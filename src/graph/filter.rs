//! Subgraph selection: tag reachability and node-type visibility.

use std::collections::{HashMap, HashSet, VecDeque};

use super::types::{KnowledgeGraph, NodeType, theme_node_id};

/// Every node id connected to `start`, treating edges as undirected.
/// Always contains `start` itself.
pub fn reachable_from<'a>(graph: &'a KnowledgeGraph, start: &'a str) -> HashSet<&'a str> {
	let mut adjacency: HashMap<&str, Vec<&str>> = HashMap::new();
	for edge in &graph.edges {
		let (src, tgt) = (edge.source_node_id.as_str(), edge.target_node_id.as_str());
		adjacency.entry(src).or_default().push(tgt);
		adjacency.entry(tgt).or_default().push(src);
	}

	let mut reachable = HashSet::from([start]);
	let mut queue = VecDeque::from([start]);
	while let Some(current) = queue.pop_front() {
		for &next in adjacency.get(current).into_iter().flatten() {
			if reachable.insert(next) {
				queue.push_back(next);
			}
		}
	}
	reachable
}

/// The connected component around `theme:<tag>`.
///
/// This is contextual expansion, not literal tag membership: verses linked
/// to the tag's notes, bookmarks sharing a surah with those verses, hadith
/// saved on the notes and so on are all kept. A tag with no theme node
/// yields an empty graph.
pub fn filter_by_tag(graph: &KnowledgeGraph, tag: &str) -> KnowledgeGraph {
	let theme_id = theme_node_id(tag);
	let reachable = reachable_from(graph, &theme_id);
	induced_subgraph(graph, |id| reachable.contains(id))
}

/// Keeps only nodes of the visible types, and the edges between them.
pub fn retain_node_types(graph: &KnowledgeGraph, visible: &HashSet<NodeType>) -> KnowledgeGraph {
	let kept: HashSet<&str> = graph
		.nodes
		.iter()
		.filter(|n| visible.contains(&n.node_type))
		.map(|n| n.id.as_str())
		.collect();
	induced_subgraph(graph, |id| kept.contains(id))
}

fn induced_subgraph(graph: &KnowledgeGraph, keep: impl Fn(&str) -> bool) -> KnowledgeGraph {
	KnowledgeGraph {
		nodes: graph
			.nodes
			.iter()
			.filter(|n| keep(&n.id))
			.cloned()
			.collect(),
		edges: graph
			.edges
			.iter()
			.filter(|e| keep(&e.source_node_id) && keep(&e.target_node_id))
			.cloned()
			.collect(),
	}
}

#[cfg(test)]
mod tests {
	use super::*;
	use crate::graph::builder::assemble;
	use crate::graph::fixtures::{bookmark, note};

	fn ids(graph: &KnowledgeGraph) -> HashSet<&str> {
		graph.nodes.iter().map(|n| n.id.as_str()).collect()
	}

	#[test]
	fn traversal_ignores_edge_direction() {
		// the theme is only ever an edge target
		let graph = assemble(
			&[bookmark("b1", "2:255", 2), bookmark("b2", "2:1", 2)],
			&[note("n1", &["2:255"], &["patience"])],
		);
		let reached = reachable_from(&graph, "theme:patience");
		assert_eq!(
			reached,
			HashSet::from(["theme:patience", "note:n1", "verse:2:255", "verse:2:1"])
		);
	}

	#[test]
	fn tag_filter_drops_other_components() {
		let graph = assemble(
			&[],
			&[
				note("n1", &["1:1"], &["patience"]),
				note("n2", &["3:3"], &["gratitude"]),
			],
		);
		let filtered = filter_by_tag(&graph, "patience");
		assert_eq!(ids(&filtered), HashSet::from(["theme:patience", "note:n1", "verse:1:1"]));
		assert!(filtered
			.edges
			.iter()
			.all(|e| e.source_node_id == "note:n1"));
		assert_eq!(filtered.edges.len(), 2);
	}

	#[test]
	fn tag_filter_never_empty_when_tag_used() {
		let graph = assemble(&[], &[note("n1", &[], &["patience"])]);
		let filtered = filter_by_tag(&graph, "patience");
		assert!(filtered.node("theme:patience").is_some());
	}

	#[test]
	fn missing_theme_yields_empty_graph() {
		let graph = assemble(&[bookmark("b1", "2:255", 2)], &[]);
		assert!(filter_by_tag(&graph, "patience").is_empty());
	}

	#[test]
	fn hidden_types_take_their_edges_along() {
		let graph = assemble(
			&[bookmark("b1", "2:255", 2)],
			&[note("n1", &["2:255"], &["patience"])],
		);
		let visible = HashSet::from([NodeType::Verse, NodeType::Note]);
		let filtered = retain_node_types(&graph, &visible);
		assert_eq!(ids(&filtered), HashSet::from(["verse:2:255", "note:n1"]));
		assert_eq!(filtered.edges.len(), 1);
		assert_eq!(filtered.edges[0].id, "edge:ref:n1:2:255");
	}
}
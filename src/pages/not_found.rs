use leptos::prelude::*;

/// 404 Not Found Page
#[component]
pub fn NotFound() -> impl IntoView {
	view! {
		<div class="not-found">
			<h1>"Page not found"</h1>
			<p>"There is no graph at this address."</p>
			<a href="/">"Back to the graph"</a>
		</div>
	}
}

**Problem statement**
Considering only the data above, return the lines in which "current" occurs.

**Answer box**
	while let Some(current) = queue.pop_front() {
		for &next in adjacency.get(current).into_iter().flatten() {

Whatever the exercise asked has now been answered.